DATASET CONTENT START
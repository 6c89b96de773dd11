//! Shared types for the ticker strip.
//!
//! `TickerItem` is the unit everything else moves around: the feed builds
//! them, the strip mutates them, the entry renderer formats them.

use serde::{Deserialize, Serialize};
use std::fmt;

// ---------------------------------------------------------------------------
// Instrument type
// ---------------------------------------------------------------------------

/// What kind of instrument a ticker item quotes.
///
/// Drives two things only: the detail-page route and the jitter magnitude.
#[derive(Debug, Clone, Copy, PartialEq, Eq, Hash, Serialize, Deserialize)]
#[serde(rename_all = "lowercase")]
pub enum InstrumentType {
    Index,
    Stock,
    Currency,
    Commodity,
}

impl fmt::Display for InstrumentType {
    fn fmt(&self, f: &mut fmt::Formatter<'_>) -> fmt::Result {
        match self {
            InstrumentType::Index => write!(f, "index"),
            InstrumentType::Stock => write!(f, "stock"),
            InstrumentType::Currency => write!(f, "currency"),
            InstrumentType::Commodity => write!(f, "commodity"),
        }
    }
}

impl std::str::FromStr for InstrumentType {
    type Err = TickerError;

    fn from_str(s: &str) -> Result<Self, Self::Err> {
        match s.trim().to_lowercase().as_str() {
            "index" | "indices" => Ok(InstrumentType::Index),
            "stock" | "equity" | "share" => Ok(InstrumentType::Stock),
            "currency" | "fx" | "forex" => Ok(InstrumentType::Currency),
            "commodity" => Ok(InstrumentType::Commodity),
            other => Err(TickerError::Decode(format!("unknown instrument type: {other}"))),
        }
    }
}

// ---------------------------------------------------------------------------
// Ticker item
// ---------------------------------------------------------------------------

/// One instrument quote as shown in the strip.
///
/// Fields are private to the crate so that `is_up` can only ever be derived
/// from `change`; every mutation goes through [`TickerItem::new`] or
/// [`TickerItem::reprice`].
#[derive(Debug, Clone, PartialEq, Serialize)]
pub struct TickerItem {
    pub(crate) symbol: String,
    pub(crate) name: String,
    pub(crate) price: f64,
    pub(crate) change: f64,
    pub(crate) change_percent: f64,
    pub(crate) is_up: bool,
    pub(crate) exchange: Option<String>,
    #[serde(rename = "type")]
    pub(crate) kind: InstrumentType,
}

impl TickerItem {
    pub fn new(
        symbol: impl Into<String>,
        name: impl Into<String>,
        price: f64,
        change: f64,
        change_percent: f64,
        kind: InstrumentType,
    ) -> Self {
        Self {
            symbol: symbol.into(),
            name: name.into(),
            price,
            change,
            change_percent,
            is_up: change >= 0.0,
            exchange: None,
            kind,
        }
    }

    pub fn with_exchange(mut self, exchange: Option<String>) -> Self {
        self.exchange = exchange.filter(|e| !e.trim().is_empty());
        self
    }

    pub fn symbol(&self) -> &str {
        &self.symbol
    }

    pub fn name(&self) -> &str {
        &self.name
    }

    pub fn price(&self) -> f64 {
        self.price
    }

    pub fn change(&self) -> f64 {
        self.change
    }

    pub fn change_percent(&self) -> f64 {
        self.change_percent
    }

    pub fn is_up(&self) -> bool {
        self.is_up
    }

    pub fn exchange(&self) -> Option<&str> {
        self.exchange.as_deref()
    }

    pub fn kind(&self) -> InstrumentType {
        self.kind
    }

    /// The price the deltas are measured against (previous close or
    /// session open, depending on the source).
    pub fn reference_price(&self) -> f64 {
        self.price - self.change
    }

    /// Move the quote to `new_price`, keeping the reference price fixed.
    pub fn reprice(&mut self, new_price: f64) {
        let reference = self.reference_price();
        self.price = new_price;
        self.change = new_price - reference;
        self.change_percent = if reference.abs() > f64::EPSILON {
            self.change / reference * 100.0
        } else {
            0.0
        };
        self.is_up = self.change >= 0.0;
    }

    /// Detail-page route for this instrument.
    pub fn href(&self) -> String {
        match self.kind {
            InstrumentType::Index => {
                format!("/markets/indices/{}", urlencoding::encode(&self.symbol))
            }
            InstrumentType::Stock => format!("/companies/{}", urlencoding::encode(&self.symbol)),
            InstrumentType::Currency | InstrumentType::Commodity => "/markets".to_string(),
        }
    }
}

impl fmt::Display for TickerItem {
    fn fmt(&self, f: &mut fmt::Formatter<'_>) -> fmt::Result {
        write!(
            f,
            "{} {:.2} {:+.2} ({:+.2}%)",
            self.symbol, self.price, self.change, self.change_percent
        )
    }
}

// ---------------------------------------------------------------------------
// Market status
// ---------------------------------------------------------------------------

/// Decorative trading-session status shown next to the strip.
#[derive(Debug, Clone, Copy, PartialEq, Eq, Hash, Serialize, Deserialize)]
#[serde(rename_all = "snake_case")]
pub enum MarketStatus {
    PreOpen,
    Open,
    ClosingAuction,
    Closed,
    Weekend,
}

impl MarketStatus {
    pub fn label(&self) -> &'static str {
        match self {
            MarketStatus::PreOpen => "Pre-open",
            MarketStatus::Open => "Market open",
            MarketStatus::ClosingAuction => "Closing auction",
            MarketStatus::Closed => "Market closed",
            MarketStatus::Weekend => "Closed for the weekend",
        }
    }

    /// Whether orders would be matching in this session.
    pub fn is_trading(&self) -> bool {
        matches!(self, MarketStatus::Open | MarketStatus::ClosingAuction)
    }
}

impl fmt::Display for MarketStatus {
    fn fmt(&self, f: &mut fmt::Formatter<'_>) -> fmt::Result {
        f.write_str(self.label())
    }
}

// ---------------------------------------------------------------------------
// Error types
// ---------------------------------------------------------------------------

/// Domain-specific error types for the ticker.
#[derive(Debug, thiserror::Error)]
pub enum TickerError {
    #[error("Market endpoint returned {status}")]
    Endpoint { status: u16 },

    #[error("Could not decode market payload: {0}")]
    Decode(String),

    #[error("Market endpoint returned no instruments")]
    EmptyFeed,

    #[error("Configuration error: {0}")]
    Config(String),

    #[error("Ticker strip is no longer mounted")]
    Unmounted,
}

// ---------------------------------------------------------------------------
// Tests
// ---------------------------------------------------------------------------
DATASET CONTENT END
• EXERCISE PROMPT:
Restate word for word only the lines running from the beginning of the data to the line holding "impl fmt::Display for InstrumentType", both included.

• WRITTEN ANSWER:
repository 6c89b96de773dd11
//! Shared types for the ticker strip.
//!
//! `TickerItem` is the unit everything else moves around: the feed builds
//! them, the strip mutates them, the entry renderer formats them.

use serde::{Deserialize, Serialize};
use std::fmt;

// ---------------------------------------------------------------------------
// Instrument type
// ---------------------------------------------------------------------------

/// What kind of instrument a ticker item quotes.
///
/// Drives two things only: the detail-page route and the jitter magnitude.
#[derive(Debug, Clone, Copy, PartialEq, Eq, Hash, Serialize, Deserialize)]
#[serde(rename_all = "lowercase")]
pub enum InstrumentType {
    Index,
    Stock,
    Currency,
    Commodity,
}

impl fmt::Display for InstrumentType {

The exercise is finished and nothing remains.